Obat kontrasepsi hormonal yang hanya berisi progestogen juga sanggup diberikan dengan cara disuntikkan atau dipasang implan di bawah kulit. Pemberian obat dengan cara disuntik atau implan efektif untuk mencegah kehamilan. Implan tersebut berupa semacam kapsul karet silikon berisi hormon yang tidak sanggup didegradasi badan dan harus diganti sesudah jangka waktu tertentu.


Alat kontrasepsi yang diminum pasca bekerjasama intim mengurangi risiko terjadinya kehamilan sesudah sebelumnya dilakukan korelasi intim tanpa perlindungan alat kontrasepsi. Obat ini harus diminum dalam waktu 72 jam sesudah korelasi intim dilakukan.


Risiko penyakit jantung dan pembuluh darah (kardiovaskular) terkait dengan penggunaan obat kontrasepsi hormonal yang berisi kombinasi hormon estrogen dan progestogen pada wanita pra menopause kemungkinan terjadi alasannya yaitu proses pembentukan sumbatan di dalam pembuluh darah (trombogenesis). Walaupun demikian, risiko tersebut terkait dengan banyak sekali faktor lainnya. Tidak semata-mata alasannya yaitu imbas obat kontrasepsi hormonal kombinasi tersebut pada konsentrasi lemak di dalam darah (kadar lipoprotein serum), tetapi juga akhir imbas obat kontrasepsi hormonal kombinasi tersebut pada perubahan prokoagulans (zat yang menciptakan darah cenderung menjadi kental) dan agregasi trombosit yang cenderung menjadi meningkat. Perubahan ini terutama terjadi pada wanita yang merokok alasannya yaitu merokok sendiri juga meningkatkan risiko trombogenesis. Oleh alasannya yaitu itu, obat kontrasepsi hormonal kombinasi kondusif bagi wanita yang tidak mempunyai penyakit sistem sirkulasi, jantung dan pembuluh darah sebelumnya. Lebih baik lagi jikalau wanita yang mengkonsumsi obat kontrasepsi hormonal kombinasi tidak merokok.
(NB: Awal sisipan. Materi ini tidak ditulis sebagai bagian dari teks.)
use alloc::vec::Vec;

/// Opaque identity bytes for an item author (e.g. a public key).
pub type AuthorKey = Vec<u8>;

/// One item of the feed, as observed from the pagination source.
///
/// Items are immutable once observed; identity is `id`. `parent_path` lists
/// ancestor ids from the feed root down to the direct parent.
#[derive(Clone, Debug, PartialEq, Eq)]
#[cfg_attr(feature = "serde", derive(serde::Serialize, serde::Deserialize))]
pub struct FeedItem<K> {
    pub id: K,
    pub parent_path: Vec<K>,
    pub author: AuthorKey,
    /// Creation time in milliseconds.
    pub created_at: u64,
}

impl<K> FeedItem<K> {
    /// The direct parent id, if any.
    pub fn parent(&self) -> Option<&K> {
        self.parent_path.last()
    }

    /// Whether this item is a direct child of `root`.
    pub fn is_child_of(&self, root: &K) -> bool
    where
        K: PartialEq,
    {
        self.parent() == Some(root)
    }
}

/// How the active view orders items.
#[derive(Clone, Copy, Debug, PartialEq, Eq)]
#[cfg_attr(feature = "serde", derive(serde::Serialize, serde::Deserialize))]
pub enum ViewMode {
    /// Non-chronological ranking ("best"). Session pinning applies.
    Ranked,
    /// Chronological ("new"/"recent"). Pinning is pass-through.
    Chronological,
    /// Chat-style rendering. Pinning is pass-through; line kinds apply.
    Chat,
}

/// Counts of currently hidden items at the edges of the rendered list.
///
/// Measured against the committed anchor pair and recomputed on every list
/// change, never accumulated. Invariant: `head + tail <= len`.
#[derive(Clone, Copy, Debug, Default, PartialEq, Eq)]
#[cfg_attr(feature = "serde", derive(serde::Serialize, serde::Deserialize))]
pub struct HiddenWindow {
    pub head: usize,
    pub tail: usize,
}

impl HiddenWindow {
    pub fn is_empty(&self) -> bool {
        self.head == 0 && self.tail == 0
    }

    pub fn hidden_len(&self) -> usize {
        self.head.saturating_add(self.tail)
    }

    /// Whether the item at `index` of a list of `len` items is hidden.
    pub fn is_hidden(&self, index: usize, len: usize) -> bool {
        index < self.head || index >= len.saturating_sub(self.tail)
    }
}

/// Visual thread-line tag for chat-mode rendering, per adjacent-pair
/// classification.
#[derive(Clone, Copy, Debug, PartialEq, Eq)]
#[cfg_attr(feature = "serde", derive(serde::Serialize, serde::Deserialize))]
pub enum LineKind {
    /// A root-level item whose next item replies to it.
    Start,
    /// A reply continued by the next item.
    Middle,
    /// A reply not continued by the next item.
    End,
    /// A reply that closes one branch while the next item opens a sibling
    /// branch under the same parent.
    EndAndStart,
    /// A root-level item with no reply following it.
    None,
}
Obat kontrasepsi hormonal kombinasi juga sanggup menyebabkan penyakit tekanan darah tinggi (hipertensi) pada kurang lebih 4-5% wanita yang tekanan darahnya normal sebelum mengkonsumsi obat tersebut dan juga sanggup meningkatkan tekanan darah pada kurang lebih 9-16% wanita yang telah menderita hipertensi sebelumnya. Makara imbas samping tersebut tidak terjadi pada semua wanita yang mengkonsumsi obat kontrasepsi hormonal kombinasi. Risiko peningkatan tekanan darah ini bekerjasama dengan ras, riwayat hipertensi dalam keluarga, kegemukan, diet/asupan makanan, merokok, dan lamanya penggunaan obat kontrasepsi hormonal kombinasi tersebut. Walaupun demikian, imbas peningkatan tekanan darah tersebut hampir selalu bersifat sementara. Tekanan darah sanggup kembali turun jikalau obat dihentikan. Oleh alasannya yaitu itu, perlu dilakukan pemantauan tekanan darah dalam tiga bulan pertama konsumsi obat kontrasepsi hormonal kombinasi semoga sanggup membantu mengidentifikasi wanita mana yang mengalami imbas peningkatan tekanan darah.


Obat kontrasepsi hormonal yang hanya mengandung progestogen mempunyai imbas samping sistemik yang lebih sedikit, namun bekerjasama dengan terjadinya gangguan menstruasi, terutama perdarahan yang tidak teratur.


Secara umum, metode kontrasepsi hormonal telah berpuluh-puluh tahun dipakai dan telah terbukti sanggup mendapatkan amanah dan diterima penggunaannya secara luas oleh berjuta-juta wanita di seluruh dunia. Manfaat kesehatan metode alat kontrasepsi hormonal tersebut jauh lebih banyak dibandingkan imbas samping dan risikonya.